Inclusão de agricultores e indígenas marca primeira Cúpula de Sistemas Alimentares da ONU

A primeira Cúpula de Sistemas Alimentares realizada pela Organização das Nações Unidas (ONU) se encerrou nesta sexta-feira (24/9) mostrando que é preciso revisar a forma como o acesso ao alimento está distribuído ao redor do mundo.

Até o momento, 148 compromissos foram registrados, como resultado de um processo inclusivo e engajado de 18 meses com diversas partes interessadas. Durante as apresentações, agricultores, mulheres, jovens e grupos indígenas discutiram prioridades, necessidades e lacunas para sistemas alimentares mais saudáveis e justos.

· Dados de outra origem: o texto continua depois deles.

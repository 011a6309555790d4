//! Era routing and audio/download URL construction
//!
//! The archive has been served from three generations of URL layout. The
//! era is decided once per date and then matched exhaustively when building
//! URLs:
//!
//! | Era              | Applies to                         | Layout                                   |
//! |------------------|------------------------------------|------------------------------------------|
//! | `Legacy2012`     | issues up to 8796                  | date-only file name                      |
//! | `LegacyBoundary` | issue 9136                         | `Full_edition` audio, `Full_Edition` zip |
//! | `Legacy2019`     | remaining issues up to the cutover | `Full_edition` for both                  |
//! | `Modern2015`     | dates after 2015-12-01             | token from the remote index              |

use chrono::{Datelike, NaiveDate};
use serde::Serialize;
use tracing::debug;

use crate::calendar::{is_blackout, utc_date};
use crate::issue::issue_number;
use crate::lookup::{EditionLookup, LookupError, LookupKey};
use crate::template::fill;

/// Audio archive CDN root for the legacy eras.
pub const LEGACY_CDN_URL: &str = "https://audiocdn.economist.com/sites/default/files/AudioArchive/";

/// `{0}` year, `{1}` compact date, `{2}` extension.
const LEGACY_2012_FILE: &str = "{0}/{1}/{1}_TheEconomist_Full_Edition.{2}";

/// `{0}` year, `{1}` compact date, `{2}` issue, `{3}` extension.
const FULL_EDITION_UPPER_FILE: &str = "{0}/{1}/Issue_{2}_{1}_The_Economist_Full_Edition.{3}";

/// `{0}` year, `{1}` compact date, `{2}` issue, `{3}` extension.
const FULL_EDITION_LOWER_FILE: &str = "{0}/{1}/Issue_{2}_{1}_The_Economist_Full_edition.{3}";

/// `{0}` remote token.
pub const MODERN_DOWNLOAD_URL: &str = "https://economist.com/mobile-assets/{0}-audio.zip";

/// First issue served with an issue number in its file name.
pub const FIRST_NUMBERED_ISSUE: u32 = 8797;

/// The single issue whose download uses the capitalized `Full_Edition` name.
pub const BOUNDARY_ISSUE: u32 = 9136;

/// Last date served from the legacy CDN. Later dates use the remote index.
pub fn cutover_date() -> NaiveDate {
    utc_date(2015, 12, 1)
}

/// Which archive generations a resolution may route to
#[derive(Debug, Clone, Copy, PartialEq, Eq, Default)]
pub enum ArchiveRouting {
    /// Dates after the cutover go to the remote index
    #[default]
    Current,
    /// Every date is addressed on the legacy CDN, as it was before the CDN
    /// stopped serving post-2015 files
    LegacyCdn,
}

/// URL-generation strategy for a date
#[derive(Debug, Clone, Copy, PartialEq, Eq, Serialize)]
pub enum Era {
    Legacy2012,
    LegacyBoundary,
    Legacy2019,
    Modern2015,
}

impl Era {
    /// Era of an edition date.
    pub fn for_date(date: NaiveDate) -> Self {
        Era::routed(date, ArchiveRouting::Current)
    }

    /// Era of an edition date under an explicit routing.
    pub fn routed(date: NaiveDate, routing: ArchiveRouting) -> Self {
        match routing {
            ArchiveRouting::Current if date > cutover_date() => Era::Modern2015,
            ArchiveRouting::Current | ArchiveRouting::LegacyCdn => {
                Era::for_issue(issue_number(date))
            }
        }
    }

    /// Era of a pre-cutover issue number.
    pub fn for_issue(issue: u32) -> Self {
        if issue == BOUNDARY_ISSUE {
            Era::LegacyBoundary
        } else if issue >= FIRST_NUMBERED_ISSUE {
            Era::Legacy2019
        } else {
            Era::Legacy2012
        }
    }
}

/// Kind of archive file a URL points at
#[derive(Debug, Clone, Copy, PartialEq, Eq)]
pub enum FileKind {
    /// Zipped full edition
    Download,
    /// Single-file streaming audio
    Stream,
}

impl FileKind {
    pub fn extension(self) -> &'static str {
        match self {
            FileKind::Download => "zip",
            FileKind::Stream => "m4a",
        }
    }
}

/// Resolved archive URLs for one edition
#[derive(Debug, Clone, PartialEq, Eq, Serialize)]
pub struct EditionUrls {
    pub era: Era,
    /// Streaming audio; not offered after the cutover
    pub audio: Option<String>,
    pub download: String,
}

/// Outcome of resolving a date's URLs
#[derive(Debug, Clone, PartialEq, Eq)]
pub enum UrlResolution {
    Found(EditionUrls),
    /// Dec 25-30: nothing was ever published for this week
    Blackout,
    /// The remote index has no edition for this date
    NoMatch,
}

impl UrlResolution {
    pub fn urls(&self) -> Option<&EditionUrls> {
        match self {
            UrlResolution::Found(urls) => Some(urls),
            UrlResolution::Blackout | UrlResolution::NoMatch => None,
        }
    }
}

/// Compact `YYYYMMDD` form used in file names.
pub fn compact_date(date: NaiveDate) -> String {
    date.format("%Y%m%d").to_string()
}

/// Legacy CDN URL for a date, issue and file kind in one of the legacy eras.
///
/// Returns `None` for [`Era::Modern2015`], whose URLs need a remote token.
pub fn legacy_url(era: Era, date: NaiveDate, issue: u32, kind: FileKind) -> Option<String> {
    let year = date.year().to_string();
    let compact = compact_date(date);
    let issue = issue.to_string();
    let ext = kind.extension();

    let file = match (era, kind) {
        (Era::Legacy2012, _) => fill(LEGACY_2012_FILE, &[year.as_str(), compact.as_str(), ext]),
        (Era::LegacyBoundary, FileKind::Download) => {
            fill(FULL_EDITION_UPPER_FILE, &[year.as_str(), compact.as_str(), issue.as_str(), ext])
        }
        (Era::LegacyBoundary, FileKind::Stream) | (Era::Legacy2019, _) => {
            fill(FULL_EDITION_LOWER_FILE, &[year.as_str(), compact.as_str(), issue.as_str(), ext])
        }
        (Era::Modern2015, _) => return None,
    };

    Some(format!("{LEGACY_CDN_URL}{file}"))
}

/// Download URL for a token from the remote index.
pub fn modern_download_url(token: &str) -> String {
    fill(MODERN_DOWNLOAD_URL, &[token])
}

/// Resolve the audio and download URLs for an edition date.
///
/// Blackout weeks resolve to [`UrlResolution::Blackout`] without touching
/// the lookup. Only dates after the cutover consult `lookup`.
pub async fn resolve_urls<L>(date: NaiveDate, lookup: &L) -> Result<UrlResolution, LookupError>
where
    L: EditionLookup + ?Sized,
{
    resolve_urls_with(date, lookup, ArchiveRouting::Current).await
}

/// [`resolve_urls`] with an explicit [`ArchiveRouting`].
pub async fn resolve_urls_with<L>(
    date: NaiveDate,
    lookup: &L,
    routing: ArchiveRouting,
) -> Result<UrlResolution, LookupError>
where
    L: EditionLookup + ?Sized,
{
    if is_blackout(date) {
        return Ok(UrlResolution::Blackout);
    }

    let era = Era::routed(date, routing);
    debug!(%date, ?era, ?routing, "resolving edition urls");

    match era {
        Era::Modern2015 => {
            let key = LookupKey::for_year(date.year());
            Ok(match lookup.fetch_by_date(&key, date).await? {
                Some(token) => UrlResolution::Found(EditionUrls {
                    era,
                    audio: None,
                    download: modern_download_url(&token),
                }),
                None => UrlResolution::NoMatch,
            })
        }
        Era::Legacy2012 | Era::LegacyBoundary | Era::Legacy2019 => {
            let issue = issue_number(date);
            // legacy_url only declines the modern era, handled above.
            let (Some(audio), Some(download)) = (
                legacy_url(era, date, issue, FileKind::Stream),
                legacy_url(era, date, issue, FileKind::Download),
            ) else {
                return Ok(UrlResolution::NoMatch);
            };
            Ok(UrlResolution::Found(EditionUrls {
                era,
                audio: Some(audio),
                download,
            }))
        }
    }
}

O processo da Cúpula também foi aplaudido por líderes de agricultores, a exemplo do que disse Elizabeth Nsimadala, presidente das Organizações Pan-Africanas de Agricultores (PAFO), que representa 80 milhões de trabalhadores em 50 países africanos. “Como produtores, mantivemos vários diálogos independentes em todos os níveis e esses diálogos resultaram em uma posição comum global.”

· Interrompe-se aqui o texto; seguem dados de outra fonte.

use crate::prelude::*;
use chrono::{Datelike, NaiveDate};
use colored::Colorize;

pub mod get;
pub mod list;
pub mod recent;

// Re-export domain types from core
pub use econaudio_core::edition::{edition_title, EditionRecord};

/// Parse a `YYYY-MM-DD` command-line date
///
/// Only four-digit years are accepted.
pub fn parse_date(input: &str) -> Result<NaiveDate> {
    let invalid = || Error::InvalidDate(input.to_string());

    let date = NaiveDate::parse_from_str(input.trim(), "%Y-%m-%d").map_err(|_| invalid())?;
    if !(1..=9999).contains(&date.year()) {
        return Err(invalid().into());
    }

    Ok(date)
}

/// Convert one or more edition records to pretty JSON
pub fn format_json<T: serde::Serialize + ?Sized>(value: &T) -> Result<String> {
    serde_json::to_string_pretty(value).map_err(|e| eyre!("JSON serialization failed: {}", e))
}

/// Render a single edition as colored text
pub fn format_edition_text(record: &EditionRecord) -> String {
    let mut result = String::new();

    result.push_str(&format!("\n{}\n", "=".repeat(80).bright_cyan()));
    result.push_str(&format!(
        "{}\n",
        format!("{} (Issue {})", record.title.to_uppercase(), record.issue)
            .bright_cyan()
            .bold()
    ));
    result.push_str(&format!("{}\n", "=".repeat(80).bright_cyan()));

    result.push_str(&format!(
        "\n    {}: {} | {}: {:?}\n",
        "Date".green(),
        record.date.format("%Y-%m-%d").to_string().bright_white(),
        "Era".green(),
        record.era
    ));

    match &record.download_url {
        Some(url) => result.push_str(&format!(
            "    {}: {}\n",
            "Download".green(),
            url.cyan().underline()
        )),
        None => result.push_str(&format!(
            "    {}: {}\n",
            "Download".green(),
            "not available".yellow()
        )),
    }

    match &record.audio_url {
        Some(url) => result.push_str(&format!(
            "    {}: {}\n",
            "Audio".green(),
            url.cyan().underline()
        )),
        None => result.push_str(&format!(
            "    {}: {}\n",
            "Audio".green(),
            "not available".bright_black()
        )),
    }

    result.push_str(&format!(
        "    {}: {}\n",
        "Contents".green(),
        record.cover.content_url.cyan()
    ));

    if !record.cover.images.is_empty() {
        result.push_str(&format!("    {}:\n", "Covers".green()));
        for image in &record.cover.images {
            result.push_str(&format!("      {}\n", image.bright_black()));
        }
    }

    result.push('\n');
    result
}

#[cfg(test)]
pub(crate) mod fixtures {
    use super::*;
    use econaudio_core::cover::CoverImages;
    use econaudio_core::era::Era;

    pub fn date(s: &str) -> NaiveDate {
        NaiveDate::parse_from_str(s, "%Y-%m-%d").unwrap()
    }

    pub fn create_test_record(day: &str, issue: u32) -> EditionRecord {
        EditionRecord {
            date: date(day),
            issue,
            title: edition_title(date(day)),
            era: Era::Modern2015,
            cover: CoverImages {
                images: vec![format!("https://img.example.com/{day}_DE_US.jpg")],
                content_url: format!("https://www.economist.com/printedition/{day}"),
            },
            audio_url: None,
            download_url: Some(format!("https://economist.com/mobile-assets/{issue}-audio.zip")),
        }
    }
}

#[cfg(test)]
mod tests {
    use super::fixtures::*;
    use super::*;

    #[test]
    fn test_parse_date_valid() {
        assert_eq!(parse_date("2021-01-03").unwrap(), date("2021-01-03"));
        assert_eq!(parse_date(" 2021-01-03 ").unwrap(), date("2021-01-03"));
    }

    #[test]
    fn test_parse_date_invalid() {
        let err = parse_date("03/01/2021").unwrap_err();
        assert!(err.to_string().contains("Invalid date '03/01/2021'"));
        assert!(parse_date("2021-02-30").is_err());
    }

    #[test]
    fn test_parse_date_out_of_range_year() {
        let err = parse_date("-262143-01-01").unwrap_err();
        assert!(err.to_string().contains("Invalid date '-262143-01-01'"));
        assert!(parse_date("12345-01-01").is_err());
        assert!(parse_date("0000-12-31").is_err());
        assert_eq!(parse_date("0001-01-01").unwrap(), date("0001-01-01"));
    }

    #[test]
    fn test_format_json_record() {
        let record = create_test_record("2021-01-02", 9226);
        let json = format_json(&record).unwrap();

        assert!(json.contains("\"date\": \"2021-01-02\""));
        assert!(json.contains("\"issue\": 9226"));
        assert!(json.contains("\"era\": \"Modern2015\""));
        assert!(json.contains("\"audio_url\": null"));
    }

    #[test]
    fn test_format_json_structure() {
        let records = vec![
            create_test_record("2021-01-02", 9226),
            create_test_record("2021-01-09", 9227),
        ];
        let json = format_json(&records).unwrap();
        let parsed: serde_json::Value = serde_json::from_str(&json).unwrap();

        assert_eq!(parsed.as_array().unwrap().len(), 2);
        assert!(parsed[0].get("cover").unwrap().get("images").is_some());
    }

    #[test]
    fn test_format_edition_text_basic() {
        let record = create_test_record("2021-01-02", 9226);
        let formatted = format_edition_text(&record);

        assert!(formatted.contains("WEEKLY EDITION 2021-01-02 (Issue 9226)"));
        assert!(formatted.contains("Modern2015"));
        assert!(formatted.contains("https://economist.com/mobile-assets/9226-audio.zip"));
        assert!(formatted.contains("https://www.economist.com/printedition/2021-01-02"));
        assert!(formatted.contains("Covers"));
    }

    #[test]
    fn test_format_edition_text_missing_urls() {
        let mut record = create_test_record("2021-01-02", 9226);
        record.download_url = None;
        record.cover.images.clear();
        let formatted = format_edition_text(&record);

        assert!(formatted.contains("not available"));
        assert!(!formatted.contains("Covers"));
    }
}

Representando o Brasil, a ministra da Agricultura Tereza Cristina anunciou a construção de a Coalizão sobre Crescimento Sustentável da Produtividade em parceria com o secretário de Agricultura dos Estados Unidos, Tom Vilsack.

De acordo com o Departamento de Agricultura do país norte-americano, “a coalizão global e multissetorial irá acelerar a transição para sistemas alimentares mais sustentáveis ​​por meio do crescimento da produtividade agrícola que otimiza as dimensões social, econômica e ambiental da sustentabilidade”.

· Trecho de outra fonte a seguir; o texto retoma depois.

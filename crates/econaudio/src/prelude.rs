pub use crate::error::Error;

pub use anstream::eprintln;
pub use anstream::println;
pub use color_eyre::eyre::{eyre, Context, OptionExt, Result};
/// Borderless table used for edition listings
pub fn new_table() -> prettytable::Table {
    let mut table = prettytable::Table::new();

    let format = prettytable::format::FormatBuilder::new()
        .padding(1, 1)
        .build();

    table.set_format(format);

    table
}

Com base no último relatório do IPCC, a administração dos Estados Unidos também prometeu US$ 10 bilhões em cinco anos para enfrentar as mudanças climáticas e ajudar a alimentar os mais vulneráveis sem esgotar os recursos naturais.

“Devemos usar o poder da engenhosidade para melhorar os sistemas alimentares de forma que forneçam alimentos seguros, nutritivos, acessíveis e acessíveis para todos, ao mesmo tempo que conservamos os recursos naturais e combatemos a crise climática”, disse Vilsack.

Na quinta-feira (23/9), o presidente do Banco Mundial, David Malpass, enfatizou que “um financiamento mais inteligente de alimentos, junto com conhecimento científico e vontade política, pode ser uma grande virada de jogo”.

O secretário-geral da ONU, António Guterres, elogiou a Cúpula por “injetar nova vida no multilateralismo” e por “liderar o caminho para sistemas alimentares que podem impulsionar a recuperação global de três maneiras fundamentais: para pessoas, o planeta e para a prosperidade”.

Em paralelo ao engajamento dos chefes de Estado, Guterres encorajou a participação de agricultores familiares, povos indígenas, mulheres e jovens. “Vamos aprender uns com os outros – e ser inspirados uns pelos outros – enquanto trabalhamos juntos para alcançar os ODS”, disse ao se referir aos 17 Objetivos de Desenvolvimento Sustentável.